Tally the lines of the records below that include the word "characters", and write down only that tally.

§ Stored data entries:
—————
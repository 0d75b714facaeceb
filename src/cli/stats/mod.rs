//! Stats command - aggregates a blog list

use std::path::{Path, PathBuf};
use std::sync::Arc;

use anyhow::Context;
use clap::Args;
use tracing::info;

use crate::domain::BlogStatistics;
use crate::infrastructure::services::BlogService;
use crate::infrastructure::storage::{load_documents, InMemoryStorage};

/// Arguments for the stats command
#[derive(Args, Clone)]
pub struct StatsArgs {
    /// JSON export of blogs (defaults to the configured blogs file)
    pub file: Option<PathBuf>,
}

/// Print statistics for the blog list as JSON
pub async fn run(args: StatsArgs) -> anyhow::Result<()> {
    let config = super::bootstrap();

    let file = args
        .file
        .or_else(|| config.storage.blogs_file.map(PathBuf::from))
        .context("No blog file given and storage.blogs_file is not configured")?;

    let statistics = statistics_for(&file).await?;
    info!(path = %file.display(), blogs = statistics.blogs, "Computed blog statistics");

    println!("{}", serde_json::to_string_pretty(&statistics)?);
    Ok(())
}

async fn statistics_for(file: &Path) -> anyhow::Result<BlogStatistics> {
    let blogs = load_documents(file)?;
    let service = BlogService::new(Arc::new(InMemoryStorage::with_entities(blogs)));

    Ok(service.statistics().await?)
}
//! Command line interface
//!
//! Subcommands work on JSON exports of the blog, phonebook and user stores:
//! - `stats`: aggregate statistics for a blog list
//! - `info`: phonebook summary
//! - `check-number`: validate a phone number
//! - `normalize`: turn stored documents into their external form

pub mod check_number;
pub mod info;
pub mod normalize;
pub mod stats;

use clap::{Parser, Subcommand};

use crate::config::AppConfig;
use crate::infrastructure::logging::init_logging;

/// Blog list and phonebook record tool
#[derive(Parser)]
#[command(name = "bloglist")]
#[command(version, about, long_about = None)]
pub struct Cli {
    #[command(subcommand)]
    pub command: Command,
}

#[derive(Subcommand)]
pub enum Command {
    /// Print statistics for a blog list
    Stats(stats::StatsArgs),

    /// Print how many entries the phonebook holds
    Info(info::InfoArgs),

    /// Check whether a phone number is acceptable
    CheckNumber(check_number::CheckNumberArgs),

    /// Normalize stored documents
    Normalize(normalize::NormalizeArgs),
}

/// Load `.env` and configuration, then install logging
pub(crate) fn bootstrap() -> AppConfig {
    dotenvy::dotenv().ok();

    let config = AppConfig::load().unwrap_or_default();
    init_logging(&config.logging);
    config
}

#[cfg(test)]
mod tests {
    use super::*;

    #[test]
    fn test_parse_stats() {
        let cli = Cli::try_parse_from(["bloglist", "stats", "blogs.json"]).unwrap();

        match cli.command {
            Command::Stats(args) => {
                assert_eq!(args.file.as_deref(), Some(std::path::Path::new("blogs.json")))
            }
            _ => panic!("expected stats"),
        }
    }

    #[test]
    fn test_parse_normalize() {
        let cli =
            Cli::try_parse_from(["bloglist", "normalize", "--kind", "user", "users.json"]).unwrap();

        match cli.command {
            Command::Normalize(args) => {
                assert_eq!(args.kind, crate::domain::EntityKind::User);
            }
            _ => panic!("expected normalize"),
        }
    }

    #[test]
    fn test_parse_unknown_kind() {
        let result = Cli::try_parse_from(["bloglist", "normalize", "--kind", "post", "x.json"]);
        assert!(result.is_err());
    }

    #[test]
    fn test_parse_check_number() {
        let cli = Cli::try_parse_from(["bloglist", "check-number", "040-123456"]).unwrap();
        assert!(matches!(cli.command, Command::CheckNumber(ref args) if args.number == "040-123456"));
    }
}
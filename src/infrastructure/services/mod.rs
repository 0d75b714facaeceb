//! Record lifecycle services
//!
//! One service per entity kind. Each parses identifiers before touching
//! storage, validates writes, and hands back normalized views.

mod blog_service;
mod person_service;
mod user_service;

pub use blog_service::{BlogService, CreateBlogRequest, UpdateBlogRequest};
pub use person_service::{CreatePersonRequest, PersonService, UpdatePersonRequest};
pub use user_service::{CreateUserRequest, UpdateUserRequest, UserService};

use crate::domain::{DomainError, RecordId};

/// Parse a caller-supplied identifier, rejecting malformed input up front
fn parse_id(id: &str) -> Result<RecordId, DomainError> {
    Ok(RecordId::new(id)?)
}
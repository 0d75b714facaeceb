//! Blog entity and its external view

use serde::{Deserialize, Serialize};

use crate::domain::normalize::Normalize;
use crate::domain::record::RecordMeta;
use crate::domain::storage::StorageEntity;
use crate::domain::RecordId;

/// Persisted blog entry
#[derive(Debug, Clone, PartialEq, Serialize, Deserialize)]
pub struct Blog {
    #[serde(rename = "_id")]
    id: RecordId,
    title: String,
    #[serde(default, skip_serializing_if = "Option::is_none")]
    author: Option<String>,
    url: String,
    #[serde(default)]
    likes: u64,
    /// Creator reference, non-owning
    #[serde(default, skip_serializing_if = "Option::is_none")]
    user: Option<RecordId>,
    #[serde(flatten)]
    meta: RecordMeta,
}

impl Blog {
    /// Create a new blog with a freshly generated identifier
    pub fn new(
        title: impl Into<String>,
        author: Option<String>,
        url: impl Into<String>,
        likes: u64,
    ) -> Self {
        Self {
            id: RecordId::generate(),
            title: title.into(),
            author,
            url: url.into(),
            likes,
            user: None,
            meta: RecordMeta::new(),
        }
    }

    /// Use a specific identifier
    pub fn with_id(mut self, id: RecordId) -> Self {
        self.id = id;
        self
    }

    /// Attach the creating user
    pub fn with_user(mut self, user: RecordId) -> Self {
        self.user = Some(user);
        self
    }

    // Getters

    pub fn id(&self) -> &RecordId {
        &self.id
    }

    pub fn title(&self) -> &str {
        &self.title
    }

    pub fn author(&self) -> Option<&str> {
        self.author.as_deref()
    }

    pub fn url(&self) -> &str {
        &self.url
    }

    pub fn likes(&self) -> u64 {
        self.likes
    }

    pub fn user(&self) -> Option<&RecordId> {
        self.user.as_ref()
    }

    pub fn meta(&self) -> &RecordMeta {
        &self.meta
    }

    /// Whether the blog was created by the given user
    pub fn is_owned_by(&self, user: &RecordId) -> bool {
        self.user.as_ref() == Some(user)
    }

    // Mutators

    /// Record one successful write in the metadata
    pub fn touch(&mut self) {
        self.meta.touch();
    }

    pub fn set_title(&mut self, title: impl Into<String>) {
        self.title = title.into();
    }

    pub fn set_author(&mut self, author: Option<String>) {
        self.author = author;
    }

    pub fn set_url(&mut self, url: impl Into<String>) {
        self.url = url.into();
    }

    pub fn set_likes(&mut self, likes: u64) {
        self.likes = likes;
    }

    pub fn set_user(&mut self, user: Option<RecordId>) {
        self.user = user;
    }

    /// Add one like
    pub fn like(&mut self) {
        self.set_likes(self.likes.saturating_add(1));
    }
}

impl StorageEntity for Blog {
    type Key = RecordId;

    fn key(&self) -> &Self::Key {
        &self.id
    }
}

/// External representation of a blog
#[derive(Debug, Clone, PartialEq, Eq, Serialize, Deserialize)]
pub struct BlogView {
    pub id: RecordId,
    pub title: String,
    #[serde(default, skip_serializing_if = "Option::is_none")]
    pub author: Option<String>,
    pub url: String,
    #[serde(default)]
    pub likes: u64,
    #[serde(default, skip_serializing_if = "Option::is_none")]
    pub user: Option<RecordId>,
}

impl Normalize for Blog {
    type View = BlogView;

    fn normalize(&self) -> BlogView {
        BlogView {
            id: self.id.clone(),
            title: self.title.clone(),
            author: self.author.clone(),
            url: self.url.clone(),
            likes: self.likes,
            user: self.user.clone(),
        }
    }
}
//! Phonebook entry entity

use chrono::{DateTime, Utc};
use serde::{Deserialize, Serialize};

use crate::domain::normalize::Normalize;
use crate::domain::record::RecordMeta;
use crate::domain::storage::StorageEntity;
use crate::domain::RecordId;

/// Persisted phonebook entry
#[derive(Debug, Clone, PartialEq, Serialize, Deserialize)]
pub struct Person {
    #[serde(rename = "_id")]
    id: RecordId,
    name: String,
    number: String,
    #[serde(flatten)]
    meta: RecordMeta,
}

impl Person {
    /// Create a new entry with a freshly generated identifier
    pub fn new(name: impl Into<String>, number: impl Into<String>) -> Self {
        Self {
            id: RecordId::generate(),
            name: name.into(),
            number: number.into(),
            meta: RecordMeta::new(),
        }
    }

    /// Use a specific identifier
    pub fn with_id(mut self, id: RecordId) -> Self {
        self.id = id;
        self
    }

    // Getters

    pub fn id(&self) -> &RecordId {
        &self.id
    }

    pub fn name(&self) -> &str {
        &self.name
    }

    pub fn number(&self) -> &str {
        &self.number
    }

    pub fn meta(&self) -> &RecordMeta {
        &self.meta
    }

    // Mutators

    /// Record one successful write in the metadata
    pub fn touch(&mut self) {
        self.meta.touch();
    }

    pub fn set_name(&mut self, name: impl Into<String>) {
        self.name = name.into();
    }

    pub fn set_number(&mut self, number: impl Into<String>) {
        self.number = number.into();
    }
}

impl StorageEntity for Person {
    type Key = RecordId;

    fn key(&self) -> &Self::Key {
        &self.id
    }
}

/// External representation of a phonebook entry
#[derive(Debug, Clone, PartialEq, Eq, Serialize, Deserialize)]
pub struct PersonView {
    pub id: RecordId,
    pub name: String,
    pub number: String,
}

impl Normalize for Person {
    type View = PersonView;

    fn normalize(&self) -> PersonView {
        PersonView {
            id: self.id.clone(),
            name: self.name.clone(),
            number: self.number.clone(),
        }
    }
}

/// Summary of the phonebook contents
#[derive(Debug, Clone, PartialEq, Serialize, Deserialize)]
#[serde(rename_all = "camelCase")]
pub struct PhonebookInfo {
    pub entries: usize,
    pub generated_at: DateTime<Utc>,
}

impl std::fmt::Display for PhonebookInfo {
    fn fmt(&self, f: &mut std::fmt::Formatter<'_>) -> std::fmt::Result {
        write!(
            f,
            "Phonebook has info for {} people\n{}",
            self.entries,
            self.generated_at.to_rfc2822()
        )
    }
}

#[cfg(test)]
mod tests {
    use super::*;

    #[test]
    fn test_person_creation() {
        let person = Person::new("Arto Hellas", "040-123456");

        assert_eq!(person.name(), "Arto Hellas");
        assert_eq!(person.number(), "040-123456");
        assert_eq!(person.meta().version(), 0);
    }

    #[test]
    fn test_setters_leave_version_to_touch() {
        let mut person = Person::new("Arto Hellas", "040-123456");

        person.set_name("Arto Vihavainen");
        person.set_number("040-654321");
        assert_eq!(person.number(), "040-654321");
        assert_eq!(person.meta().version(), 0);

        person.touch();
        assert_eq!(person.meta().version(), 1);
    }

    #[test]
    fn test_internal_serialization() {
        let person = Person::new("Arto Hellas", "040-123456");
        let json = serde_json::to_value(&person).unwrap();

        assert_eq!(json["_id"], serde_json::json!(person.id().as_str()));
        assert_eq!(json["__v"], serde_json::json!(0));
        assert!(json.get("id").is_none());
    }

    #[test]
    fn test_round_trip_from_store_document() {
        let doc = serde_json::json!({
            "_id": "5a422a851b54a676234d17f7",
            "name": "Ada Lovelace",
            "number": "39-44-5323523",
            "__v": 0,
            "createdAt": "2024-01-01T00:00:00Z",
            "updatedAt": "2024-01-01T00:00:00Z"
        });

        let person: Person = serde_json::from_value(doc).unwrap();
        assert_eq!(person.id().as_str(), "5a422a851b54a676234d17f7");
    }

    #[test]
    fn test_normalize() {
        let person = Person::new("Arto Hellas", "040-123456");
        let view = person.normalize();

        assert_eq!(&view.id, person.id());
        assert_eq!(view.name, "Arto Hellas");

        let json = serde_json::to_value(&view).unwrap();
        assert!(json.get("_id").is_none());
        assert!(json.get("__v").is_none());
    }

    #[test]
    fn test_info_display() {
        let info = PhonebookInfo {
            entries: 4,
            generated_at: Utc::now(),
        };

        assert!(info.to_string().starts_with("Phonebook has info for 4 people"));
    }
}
—————
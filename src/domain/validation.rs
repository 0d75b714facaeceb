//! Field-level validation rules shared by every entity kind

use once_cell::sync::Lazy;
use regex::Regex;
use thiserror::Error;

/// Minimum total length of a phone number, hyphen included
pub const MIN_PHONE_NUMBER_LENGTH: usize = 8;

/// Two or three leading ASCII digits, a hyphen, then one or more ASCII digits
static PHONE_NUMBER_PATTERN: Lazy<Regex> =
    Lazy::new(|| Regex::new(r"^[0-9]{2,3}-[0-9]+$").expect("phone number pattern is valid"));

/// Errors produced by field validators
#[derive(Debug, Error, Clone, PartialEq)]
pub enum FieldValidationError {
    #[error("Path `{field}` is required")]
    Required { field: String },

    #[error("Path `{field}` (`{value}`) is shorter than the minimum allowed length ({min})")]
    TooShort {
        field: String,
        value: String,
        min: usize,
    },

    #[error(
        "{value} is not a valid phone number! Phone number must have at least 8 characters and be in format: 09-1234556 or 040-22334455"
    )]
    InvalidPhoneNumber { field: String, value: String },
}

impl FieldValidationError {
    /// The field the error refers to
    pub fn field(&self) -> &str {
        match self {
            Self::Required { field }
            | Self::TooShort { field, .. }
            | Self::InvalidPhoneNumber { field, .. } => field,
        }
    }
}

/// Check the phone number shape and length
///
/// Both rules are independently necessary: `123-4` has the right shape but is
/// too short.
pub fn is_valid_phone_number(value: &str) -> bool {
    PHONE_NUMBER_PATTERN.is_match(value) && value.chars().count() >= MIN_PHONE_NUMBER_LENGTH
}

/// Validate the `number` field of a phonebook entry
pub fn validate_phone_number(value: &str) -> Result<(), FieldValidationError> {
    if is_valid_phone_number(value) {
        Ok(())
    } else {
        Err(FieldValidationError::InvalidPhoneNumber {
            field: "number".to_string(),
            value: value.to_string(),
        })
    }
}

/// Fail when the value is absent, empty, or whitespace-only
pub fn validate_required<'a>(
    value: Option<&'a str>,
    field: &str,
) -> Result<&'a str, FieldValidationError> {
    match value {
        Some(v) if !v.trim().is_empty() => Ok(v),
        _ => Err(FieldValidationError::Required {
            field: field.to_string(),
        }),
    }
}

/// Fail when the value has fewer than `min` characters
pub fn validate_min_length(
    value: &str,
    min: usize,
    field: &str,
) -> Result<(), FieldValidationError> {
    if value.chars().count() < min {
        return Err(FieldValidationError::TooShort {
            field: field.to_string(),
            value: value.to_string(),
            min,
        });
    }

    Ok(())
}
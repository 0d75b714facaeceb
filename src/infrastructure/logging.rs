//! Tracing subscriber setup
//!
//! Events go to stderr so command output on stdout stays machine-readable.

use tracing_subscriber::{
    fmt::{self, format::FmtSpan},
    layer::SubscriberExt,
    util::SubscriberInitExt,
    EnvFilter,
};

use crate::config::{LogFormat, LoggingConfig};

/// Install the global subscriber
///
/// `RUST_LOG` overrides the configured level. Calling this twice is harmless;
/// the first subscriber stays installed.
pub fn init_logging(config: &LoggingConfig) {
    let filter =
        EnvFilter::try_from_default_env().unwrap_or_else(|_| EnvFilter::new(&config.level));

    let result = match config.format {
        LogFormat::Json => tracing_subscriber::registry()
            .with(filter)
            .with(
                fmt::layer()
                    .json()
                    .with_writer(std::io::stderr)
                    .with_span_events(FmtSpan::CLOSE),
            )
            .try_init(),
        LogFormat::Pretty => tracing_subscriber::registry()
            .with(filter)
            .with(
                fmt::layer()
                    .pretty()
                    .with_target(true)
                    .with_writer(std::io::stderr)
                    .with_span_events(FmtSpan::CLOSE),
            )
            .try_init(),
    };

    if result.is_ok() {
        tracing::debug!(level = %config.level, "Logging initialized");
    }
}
—————
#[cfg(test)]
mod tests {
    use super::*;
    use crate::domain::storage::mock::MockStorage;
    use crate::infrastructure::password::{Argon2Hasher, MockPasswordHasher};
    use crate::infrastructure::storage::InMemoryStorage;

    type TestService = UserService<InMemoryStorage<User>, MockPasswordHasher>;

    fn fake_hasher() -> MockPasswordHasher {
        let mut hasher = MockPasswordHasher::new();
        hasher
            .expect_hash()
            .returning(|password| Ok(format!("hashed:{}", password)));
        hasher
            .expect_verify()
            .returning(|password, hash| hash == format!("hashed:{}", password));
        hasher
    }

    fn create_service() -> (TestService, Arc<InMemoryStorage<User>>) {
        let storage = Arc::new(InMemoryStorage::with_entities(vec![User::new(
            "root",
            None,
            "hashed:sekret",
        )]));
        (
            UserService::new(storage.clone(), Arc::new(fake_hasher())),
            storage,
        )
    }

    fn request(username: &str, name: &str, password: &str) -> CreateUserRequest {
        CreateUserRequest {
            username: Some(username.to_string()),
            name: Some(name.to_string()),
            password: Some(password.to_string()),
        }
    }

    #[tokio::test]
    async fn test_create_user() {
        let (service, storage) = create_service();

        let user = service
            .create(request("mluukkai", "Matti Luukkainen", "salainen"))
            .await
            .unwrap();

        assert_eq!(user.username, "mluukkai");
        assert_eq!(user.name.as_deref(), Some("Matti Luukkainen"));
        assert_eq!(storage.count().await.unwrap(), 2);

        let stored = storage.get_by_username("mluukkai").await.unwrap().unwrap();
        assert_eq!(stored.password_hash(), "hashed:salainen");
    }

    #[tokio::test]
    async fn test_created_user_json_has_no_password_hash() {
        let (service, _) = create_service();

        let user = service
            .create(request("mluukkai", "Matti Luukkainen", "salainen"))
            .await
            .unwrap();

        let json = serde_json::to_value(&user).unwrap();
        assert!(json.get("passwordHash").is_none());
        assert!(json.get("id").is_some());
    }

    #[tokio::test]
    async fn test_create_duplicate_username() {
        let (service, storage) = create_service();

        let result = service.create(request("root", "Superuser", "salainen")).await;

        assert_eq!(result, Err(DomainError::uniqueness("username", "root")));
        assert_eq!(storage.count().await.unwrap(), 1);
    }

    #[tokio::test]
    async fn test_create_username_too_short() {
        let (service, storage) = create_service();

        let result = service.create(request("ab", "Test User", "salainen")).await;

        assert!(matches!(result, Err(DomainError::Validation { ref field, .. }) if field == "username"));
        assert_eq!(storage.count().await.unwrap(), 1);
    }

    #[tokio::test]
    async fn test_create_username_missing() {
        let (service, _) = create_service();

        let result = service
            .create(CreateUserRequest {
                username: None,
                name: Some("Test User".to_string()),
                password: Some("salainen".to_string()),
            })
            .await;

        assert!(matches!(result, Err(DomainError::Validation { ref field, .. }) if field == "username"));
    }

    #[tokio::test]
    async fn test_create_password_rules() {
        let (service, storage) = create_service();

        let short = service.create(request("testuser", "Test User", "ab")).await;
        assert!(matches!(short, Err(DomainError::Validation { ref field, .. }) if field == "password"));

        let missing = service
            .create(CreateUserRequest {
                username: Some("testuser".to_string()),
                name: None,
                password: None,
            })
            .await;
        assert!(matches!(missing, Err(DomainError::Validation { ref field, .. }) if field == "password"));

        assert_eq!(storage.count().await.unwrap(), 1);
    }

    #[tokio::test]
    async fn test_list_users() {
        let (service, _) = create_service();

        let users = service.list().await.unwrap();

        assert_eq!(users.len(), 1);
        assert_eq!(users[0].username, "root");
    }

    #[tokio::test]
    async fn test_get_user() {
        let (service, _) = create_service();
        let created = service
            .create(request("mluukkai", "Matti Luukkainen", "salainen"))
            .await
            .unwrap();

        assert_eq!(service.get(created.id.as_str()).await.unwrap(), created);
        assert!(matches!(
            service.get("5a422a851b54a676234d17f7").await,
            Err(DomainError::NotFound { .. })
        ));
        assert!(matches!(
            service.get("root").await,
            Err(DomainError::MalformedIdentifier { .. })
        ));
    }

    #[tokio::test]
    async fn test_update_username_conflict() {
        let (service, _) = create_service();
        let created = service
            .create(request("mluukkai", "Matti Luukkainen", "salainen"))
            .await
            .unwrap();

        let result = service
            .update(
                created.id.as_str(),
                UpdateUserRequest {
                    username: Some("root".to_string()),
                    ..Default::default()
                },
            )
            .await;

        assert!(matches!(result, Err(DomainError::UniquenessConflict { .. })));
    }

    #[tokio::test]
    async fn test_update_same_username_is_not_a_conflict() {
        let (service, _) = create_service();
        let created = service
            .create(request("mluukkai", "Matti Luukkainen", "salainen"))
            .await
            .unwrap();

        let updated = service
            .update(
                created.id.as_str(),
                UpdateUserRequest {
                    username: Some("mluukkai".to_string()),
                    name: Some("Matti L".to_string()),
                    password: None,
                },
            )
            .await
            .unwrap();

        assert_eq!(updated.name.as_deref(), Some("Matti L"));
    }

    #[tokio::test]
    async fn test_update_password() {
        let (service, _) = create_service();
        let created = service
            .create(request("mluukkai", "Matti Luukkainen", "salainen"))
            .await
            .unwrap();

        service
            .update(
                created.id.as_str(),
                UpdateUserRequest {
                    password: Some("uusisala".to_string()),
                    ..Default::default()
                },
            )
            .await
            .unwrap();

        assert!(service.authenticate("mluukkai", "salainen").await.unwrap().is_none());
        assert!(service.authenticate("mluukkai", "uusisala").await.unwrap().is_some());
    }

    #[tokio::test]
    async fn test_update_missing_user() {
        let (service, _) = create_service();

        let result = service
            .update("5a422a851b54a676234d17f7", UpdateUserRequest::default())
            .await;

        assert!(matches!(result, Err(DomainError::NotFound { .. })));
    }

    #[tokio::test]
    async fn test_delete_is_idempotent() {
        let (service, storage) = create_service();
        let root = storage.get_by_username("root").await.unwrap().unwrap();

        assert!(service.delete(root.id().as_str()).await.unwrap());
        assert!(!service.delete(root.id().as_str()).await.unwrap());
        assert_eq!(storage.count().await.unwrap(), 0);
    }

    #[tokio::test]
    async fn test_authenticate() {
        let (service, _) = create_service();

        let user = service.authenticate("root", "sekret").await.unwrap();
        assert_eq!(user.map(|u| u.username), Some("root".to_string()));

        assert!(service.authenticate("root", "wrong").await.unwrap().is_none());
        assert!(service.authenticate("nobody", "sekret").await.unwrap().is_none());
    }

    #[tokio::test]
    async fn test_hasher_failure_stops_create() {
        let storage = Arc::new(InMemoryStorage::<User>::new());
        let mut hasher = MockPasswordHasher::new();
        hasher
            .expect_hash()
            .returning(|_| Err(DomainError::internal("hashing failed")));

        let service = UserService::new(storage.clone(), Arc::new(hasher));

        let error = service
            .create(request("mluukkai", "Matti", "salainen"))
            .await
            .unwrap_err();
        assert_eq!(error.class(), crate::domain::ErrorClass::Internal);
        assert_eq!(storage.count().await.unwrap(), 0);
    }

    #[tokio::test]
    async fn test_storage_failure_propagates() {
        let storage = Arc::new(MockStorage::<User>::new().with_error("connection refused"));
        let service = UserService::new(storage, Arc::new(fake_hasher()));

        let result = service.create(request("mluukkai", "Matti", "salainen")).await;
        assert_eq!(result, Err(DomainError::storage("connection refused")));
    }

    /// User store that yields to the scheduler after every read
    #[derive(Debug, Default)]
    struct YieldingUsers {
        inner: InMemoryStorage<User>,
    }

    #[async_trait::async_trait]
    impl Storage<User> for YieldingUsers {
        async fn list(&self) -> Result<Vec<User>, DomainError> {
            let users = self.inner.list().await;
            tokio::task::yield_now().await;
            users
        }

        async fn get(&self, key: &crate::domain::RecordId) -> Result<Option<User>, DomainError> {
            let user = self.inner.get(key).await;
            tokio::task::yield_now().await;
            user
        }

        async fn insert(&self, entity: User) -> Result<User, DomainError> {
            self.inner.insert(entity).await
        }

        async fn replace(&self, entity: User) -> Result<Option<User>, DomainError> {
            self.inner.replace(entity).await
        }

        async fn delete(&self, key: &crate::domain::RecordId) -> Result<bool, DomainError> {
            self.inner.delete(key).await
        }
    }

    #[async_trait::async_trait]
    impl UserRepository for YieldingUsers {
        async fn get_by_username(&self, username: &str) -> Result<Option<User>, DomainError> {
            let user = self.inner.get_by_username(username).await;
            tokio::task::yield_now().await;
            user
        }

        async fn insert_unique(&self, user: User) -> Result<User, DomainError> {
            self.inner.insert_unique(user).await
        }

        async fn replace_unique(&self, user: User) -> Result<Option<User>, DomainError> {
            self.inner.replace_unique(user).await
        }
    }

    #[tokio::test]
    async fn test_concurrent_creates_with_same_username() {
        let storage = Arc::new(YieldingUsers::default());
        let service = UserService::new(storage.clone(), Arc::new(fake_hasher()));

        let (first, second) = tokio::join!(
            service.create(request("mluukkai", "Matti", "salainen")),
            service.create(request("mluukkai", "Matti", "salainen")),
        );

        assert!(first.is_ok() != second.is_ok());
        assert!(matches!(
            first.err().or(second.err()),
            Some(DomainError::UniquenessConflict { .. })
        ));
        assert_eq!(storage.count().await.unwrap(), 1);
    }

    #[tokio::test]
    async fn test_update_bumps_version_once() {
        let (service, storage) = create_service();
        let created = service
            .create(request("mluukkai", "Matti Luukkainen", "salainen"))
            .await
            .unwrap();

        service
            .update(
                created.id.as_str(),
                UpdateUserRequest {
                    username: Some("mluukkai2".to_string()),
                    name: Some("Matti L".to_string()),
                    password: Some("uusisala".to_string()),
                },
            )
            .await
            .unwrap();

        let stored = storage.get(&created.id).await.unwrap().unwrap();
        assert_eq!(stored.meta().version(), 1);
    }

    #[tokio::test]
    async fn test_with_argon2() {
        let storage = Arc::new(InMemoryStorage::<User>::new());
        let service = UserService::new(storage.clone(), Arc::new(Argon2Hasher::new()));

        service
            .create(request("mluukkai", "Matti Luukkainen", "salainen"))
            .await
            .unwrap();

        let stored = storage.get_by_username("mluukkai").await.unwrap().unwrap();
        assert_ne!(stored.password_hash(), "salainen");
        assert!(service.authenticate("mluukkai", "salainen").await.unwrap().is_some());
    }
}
—————
§ Answer for the task:
2